▶ **ABOUT THIS EXERCISE**: Provide the number of lines below containing the word "tiff", without any other words.
[Start of section]
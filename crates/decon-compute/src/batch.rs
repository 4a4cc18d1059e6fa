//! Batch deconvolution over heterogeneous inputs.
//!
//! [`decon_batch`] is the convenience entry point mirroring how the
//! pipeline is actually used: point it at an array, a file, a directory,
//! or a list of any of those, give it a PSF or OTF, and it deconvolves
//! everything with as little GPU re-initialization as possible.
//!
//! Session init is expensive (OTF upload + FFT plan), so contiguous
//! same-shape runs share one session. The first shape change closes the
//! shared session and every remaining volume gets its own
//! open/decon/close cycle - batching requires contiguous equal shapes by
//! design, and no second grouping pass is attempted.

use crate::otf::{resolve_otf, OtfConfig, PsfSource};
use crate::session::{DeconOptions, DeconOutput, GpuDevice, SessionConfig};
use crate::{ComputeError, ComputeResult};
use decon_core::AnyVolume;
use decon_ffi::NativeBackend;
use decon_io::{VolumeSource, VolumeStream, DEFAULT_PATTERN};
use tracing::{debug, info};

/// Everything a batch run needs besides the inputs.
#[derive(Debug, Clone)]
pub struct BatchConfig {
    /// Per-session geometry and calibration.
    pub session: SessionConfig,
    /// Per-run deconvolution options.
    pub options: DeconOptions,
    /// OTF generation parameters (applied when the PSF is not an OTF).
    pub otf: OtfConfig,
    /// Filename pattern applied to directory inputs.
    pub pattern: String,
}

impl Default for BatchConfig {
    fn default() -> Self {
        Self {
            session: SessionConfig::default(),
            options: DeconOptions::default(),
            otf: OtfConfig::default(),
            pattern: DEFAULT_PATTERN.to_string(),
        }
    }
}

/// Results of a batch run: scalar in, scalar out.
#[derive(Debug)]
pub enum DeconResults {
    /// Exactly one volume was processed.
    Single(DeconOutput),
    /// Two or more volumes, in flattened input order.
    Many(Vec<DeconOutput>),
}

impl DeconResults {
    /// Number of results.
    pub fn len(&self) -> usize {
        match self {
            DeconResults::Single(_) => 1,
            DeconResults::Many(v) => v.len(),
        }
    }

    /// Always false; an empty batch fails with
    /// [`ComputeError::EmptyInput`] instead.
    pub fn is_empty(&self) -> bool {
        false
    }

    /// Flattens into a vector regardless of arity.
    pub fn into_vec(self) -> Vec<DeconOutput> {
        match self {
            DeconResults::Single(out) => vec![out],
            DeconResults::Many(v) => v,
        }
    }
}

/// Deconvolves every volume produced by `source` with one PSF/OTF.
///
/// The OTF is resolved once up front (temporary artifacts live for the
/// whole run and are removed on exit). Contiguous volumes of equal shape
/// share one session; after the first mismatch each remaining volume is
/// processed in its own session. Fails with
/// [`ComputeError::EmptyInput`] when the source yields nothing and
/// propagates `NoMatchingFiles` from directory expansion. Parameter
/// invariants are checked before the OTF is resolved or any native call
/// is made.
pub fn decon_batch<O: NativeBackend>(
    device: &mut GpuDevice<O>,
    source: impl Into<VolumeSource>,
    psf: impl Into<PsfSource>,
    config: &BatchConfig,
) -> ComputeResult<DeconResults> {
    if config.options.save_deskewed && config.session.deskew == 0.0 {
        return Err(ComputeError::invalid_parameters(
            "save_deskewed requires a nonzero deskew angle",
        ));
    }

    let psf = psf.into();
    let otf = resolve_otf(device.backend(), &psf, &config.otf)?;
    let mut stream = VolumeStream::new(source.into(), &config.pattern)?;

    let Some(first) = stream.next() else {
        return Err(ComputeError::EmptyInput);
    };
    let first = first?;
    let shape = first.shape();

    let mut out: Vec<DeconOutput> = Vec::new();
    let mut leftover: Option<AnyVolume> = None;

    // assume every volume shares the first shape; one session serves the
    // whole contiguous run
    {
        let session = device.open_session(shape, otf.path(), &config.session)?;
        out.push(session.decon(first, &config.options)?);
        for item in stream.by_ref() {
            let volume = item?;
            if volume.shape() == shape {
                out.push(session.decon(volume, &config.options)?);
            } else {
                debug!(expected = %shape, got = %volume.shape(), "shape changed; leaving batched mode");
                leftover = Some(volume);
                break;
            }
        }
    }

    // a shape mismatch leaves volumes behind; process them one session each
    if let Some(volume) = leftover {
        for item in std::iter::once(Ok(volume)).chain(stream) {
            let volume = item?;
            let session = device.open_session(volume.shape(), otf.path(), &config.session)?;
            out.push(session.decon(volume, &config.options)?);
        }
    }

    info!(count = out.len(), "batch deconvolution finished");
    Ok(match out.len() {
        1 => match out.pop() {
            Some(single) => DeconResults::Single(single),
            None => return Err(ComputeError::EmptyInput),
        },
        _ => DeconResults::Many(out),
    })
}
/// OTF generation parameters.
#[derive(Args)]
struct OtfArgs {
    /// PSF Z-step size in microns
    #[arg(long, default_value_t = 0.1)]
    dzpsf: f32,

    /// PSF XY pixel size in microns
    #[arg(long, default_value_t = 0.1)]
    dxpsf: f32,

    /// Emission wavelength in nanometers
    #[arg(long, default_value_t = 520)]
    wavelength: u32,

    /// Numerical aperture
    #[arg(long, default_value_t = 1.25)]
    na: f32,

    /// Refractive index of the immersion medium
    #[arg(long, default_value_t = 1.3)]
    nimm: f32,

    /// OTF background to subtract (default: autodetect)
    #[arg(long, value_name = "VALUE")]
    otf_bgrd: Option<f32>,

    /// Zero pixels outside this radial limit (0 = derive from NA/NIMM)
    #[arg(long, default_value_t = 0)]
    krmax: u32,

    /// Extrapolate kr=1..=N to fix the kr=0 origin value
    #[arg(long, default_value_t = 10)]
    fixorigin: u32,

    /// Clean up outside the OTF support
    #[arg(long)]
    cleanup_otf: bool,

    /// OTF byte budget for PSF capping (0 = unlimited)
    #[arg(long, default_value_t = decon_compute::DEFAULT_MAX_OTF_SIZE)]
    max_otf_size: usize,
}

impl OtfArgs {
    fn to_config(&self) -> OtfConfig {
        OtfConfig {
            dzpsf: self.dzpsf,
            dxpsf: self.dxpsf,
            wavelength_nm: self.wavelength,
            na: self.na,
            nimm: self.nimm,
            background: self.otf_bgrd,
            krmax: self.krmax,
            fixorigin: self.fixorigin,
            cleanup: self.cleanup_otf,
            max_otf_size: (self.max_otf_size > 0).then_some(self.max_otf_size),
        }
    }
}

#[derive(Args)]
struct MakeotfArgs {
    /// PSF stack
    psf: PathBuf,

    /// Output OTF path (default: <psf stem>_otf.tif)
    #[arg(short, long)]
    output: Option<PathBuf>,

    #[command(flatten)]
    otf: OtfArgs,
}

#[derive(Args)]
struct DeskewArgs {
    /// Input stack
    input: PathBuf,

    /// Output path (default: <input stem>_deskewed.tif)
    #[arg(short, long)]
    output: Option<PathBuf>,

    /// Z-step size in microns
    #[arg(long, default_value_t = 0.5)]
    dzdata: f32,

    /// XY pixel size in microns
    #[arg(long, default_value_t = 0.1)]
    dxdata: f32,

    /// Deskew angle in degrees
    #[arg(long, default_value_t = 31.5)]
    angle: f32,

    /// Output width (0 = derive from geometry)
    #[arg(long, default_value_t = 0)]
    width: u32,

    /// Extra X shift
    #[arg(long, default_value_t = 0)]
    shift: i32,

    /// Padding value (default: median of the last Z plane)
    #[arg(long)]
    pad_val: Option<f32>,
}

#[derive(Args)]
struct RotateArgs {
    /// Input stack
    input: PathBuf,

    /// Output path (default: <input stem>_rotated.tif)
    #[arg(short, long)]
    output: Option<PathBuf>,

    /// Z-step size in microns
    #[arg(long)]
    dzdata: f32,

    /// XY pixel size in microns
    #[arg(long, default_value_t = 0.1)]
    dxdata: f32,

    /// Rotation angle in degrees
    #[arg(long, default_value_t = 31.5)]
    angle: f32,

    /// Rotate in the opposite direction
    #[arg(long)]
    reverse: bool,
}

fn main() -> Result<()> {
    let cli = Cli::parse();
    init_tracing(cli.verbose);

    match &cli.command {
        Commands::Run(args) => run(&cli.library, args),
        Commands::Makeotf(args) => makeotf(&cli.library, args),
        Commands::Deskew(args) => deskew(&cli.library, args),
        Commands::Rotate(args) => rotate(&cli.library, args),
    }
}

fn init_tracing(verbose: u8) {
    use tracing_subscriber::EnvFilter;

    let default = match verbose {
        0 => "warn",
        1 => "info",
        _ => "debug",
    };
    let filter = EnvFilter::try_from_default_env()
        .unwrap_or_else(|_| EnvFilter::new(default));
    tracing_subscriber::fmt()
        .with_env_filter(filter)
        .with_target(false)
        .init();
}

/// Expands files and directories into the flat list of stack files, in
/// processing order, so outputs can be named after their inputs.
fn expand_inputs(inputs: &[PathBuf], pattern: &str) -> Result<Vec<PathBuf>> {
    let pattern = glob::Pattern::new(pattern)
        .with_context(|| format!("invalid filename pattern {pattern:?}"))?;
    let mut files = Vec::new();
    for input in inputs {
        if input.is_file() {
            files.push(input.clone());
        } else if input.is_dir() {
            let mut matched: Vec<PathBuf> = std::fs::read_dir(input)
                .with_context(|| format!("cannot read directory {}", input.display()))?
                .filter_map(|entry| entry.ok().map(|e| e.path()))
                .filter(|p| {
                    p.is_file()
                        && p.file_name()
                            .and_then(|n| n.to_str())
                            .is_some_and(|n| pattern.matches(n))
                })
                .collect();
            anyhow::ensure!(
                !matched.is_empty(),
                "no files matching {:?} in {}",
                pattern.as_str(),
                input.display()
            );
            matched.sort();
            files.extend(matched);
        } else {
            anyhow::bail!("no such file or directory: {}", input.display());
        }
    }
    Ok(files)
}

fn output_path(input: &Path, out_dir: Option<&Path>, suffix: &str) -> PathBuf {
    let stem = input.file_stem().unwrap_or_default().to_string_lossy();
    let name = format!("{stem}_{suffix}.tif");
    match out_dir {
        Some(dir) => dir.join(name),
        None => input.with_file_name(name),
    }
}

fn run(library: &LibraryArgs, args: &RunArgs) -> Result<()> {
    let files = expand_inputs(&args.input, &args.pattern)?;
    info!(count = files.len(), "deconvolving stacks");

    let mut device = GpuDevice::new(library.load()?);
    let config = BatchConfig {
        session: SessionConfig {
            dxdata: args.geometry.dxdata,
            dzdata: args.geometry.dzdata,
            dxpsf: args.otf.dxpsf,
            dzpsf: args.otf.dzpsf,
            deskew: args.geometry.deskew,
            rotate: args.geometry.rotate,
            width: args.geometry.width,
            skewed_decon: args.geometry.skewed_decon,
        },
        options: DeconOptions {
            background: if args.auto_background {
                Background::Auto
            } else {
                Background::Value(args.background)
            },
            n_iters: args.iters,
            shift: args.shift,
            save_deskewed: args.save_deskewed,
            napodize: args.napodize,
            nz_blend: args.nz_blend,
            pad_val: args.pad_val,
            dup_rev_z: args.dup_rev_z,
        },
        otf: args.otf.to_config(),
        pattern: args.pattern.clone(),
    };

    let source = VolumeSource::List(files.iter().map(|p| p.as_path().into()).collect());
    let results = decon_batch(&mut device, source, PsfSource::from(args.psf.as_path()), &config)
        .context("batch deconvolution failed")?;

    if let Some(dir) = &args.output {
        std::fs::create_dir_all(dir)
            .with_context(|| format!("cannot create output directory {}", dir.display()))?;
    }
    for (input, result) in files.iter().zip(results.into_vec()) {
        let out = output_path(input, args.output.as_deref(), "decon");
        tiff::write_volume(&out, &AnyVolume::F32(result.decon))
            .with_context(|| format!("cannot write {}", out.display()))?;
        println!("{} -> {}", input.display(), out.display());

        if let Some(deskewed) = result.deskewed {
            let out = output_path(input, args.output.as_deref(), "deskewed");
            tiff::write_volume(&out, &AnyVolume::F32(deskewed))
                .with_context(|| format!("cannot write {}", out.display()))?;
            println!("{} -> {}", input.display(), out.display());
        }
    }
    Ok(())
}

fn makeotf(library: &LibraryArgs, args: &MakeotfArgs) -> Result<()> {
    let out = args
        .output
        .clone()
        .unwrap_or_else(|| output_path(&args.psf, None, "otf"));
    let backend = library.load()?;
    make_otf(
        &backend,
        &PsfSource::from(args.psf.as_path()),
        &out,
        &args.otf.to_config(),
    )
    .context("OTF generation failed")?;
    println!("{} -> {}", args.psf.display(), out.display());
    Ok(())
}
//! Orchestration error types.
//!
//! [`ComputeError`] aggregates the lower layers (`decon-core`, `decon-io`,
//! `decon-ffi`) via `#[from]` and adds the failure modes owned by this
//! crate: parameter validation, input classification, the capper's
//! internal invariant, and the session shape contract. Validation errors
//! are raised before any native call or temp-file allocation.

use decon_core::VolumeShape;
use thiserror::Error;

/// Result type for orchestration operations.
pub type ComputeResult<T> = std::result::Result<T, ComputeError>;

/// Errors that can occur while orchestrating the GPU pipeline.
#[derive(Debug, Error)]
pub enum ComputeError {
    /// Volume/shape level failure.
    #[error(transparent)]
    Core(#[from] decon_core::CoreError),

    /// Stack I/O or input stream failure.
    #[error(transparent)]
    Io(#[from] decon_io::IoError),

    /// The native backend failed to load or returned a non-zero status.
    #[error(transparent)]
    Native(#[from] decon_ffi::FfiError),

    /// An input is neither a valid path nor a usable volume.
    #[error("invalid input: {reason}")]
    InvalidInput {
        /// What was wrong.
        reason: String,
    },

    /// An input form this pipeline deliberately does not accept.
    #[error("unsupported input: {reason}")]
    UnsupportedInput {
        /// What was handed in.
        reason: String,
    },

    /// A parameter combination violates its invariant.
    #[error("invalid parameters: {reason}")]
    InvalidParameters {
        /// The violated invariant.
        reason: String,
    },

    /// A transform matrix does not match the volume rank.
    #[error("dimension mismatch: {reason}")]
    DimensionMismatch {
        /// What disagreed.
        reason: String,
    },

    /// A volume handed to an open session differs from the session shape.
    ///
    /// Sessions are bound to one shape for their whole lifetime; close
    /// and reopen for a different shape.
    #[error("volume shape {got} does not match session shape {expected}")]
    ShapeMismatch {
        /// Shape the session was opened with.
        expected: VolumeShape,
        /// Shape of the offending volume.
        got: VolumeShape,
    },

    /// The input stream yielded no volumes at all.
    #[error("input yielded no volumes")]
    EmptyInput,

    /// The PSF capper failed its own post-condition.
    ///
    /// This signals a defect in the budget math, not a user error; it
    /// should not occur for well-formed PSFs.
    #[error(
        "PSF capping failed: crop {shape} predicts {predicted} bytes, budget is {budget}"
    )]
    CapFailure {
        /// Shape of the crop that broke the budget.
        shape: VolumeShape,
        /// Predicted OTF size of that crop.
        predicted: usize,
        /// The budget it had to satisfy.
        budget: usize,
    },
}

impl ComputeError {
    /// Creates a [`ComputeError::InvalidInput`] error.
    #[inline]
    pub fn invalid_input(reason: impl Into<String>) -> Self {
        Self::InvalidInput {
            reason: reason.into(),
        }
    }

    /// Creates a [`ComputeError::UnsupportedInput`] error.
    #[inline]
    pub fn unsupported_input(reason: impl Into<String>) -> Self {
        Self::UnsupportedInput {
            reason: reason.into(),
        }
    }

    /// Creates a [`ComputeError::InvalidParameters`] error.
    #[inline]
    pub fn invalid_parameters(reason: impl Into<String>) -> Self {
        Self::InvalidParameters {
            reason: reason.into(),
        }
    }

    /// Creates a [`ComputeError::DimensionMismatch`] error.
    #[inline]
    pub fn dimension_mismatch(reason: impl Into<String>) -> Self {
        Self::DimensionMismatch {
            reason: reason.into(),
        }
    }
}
[End of section]
▶ **RESULT OF THIS EXERCISE**: 2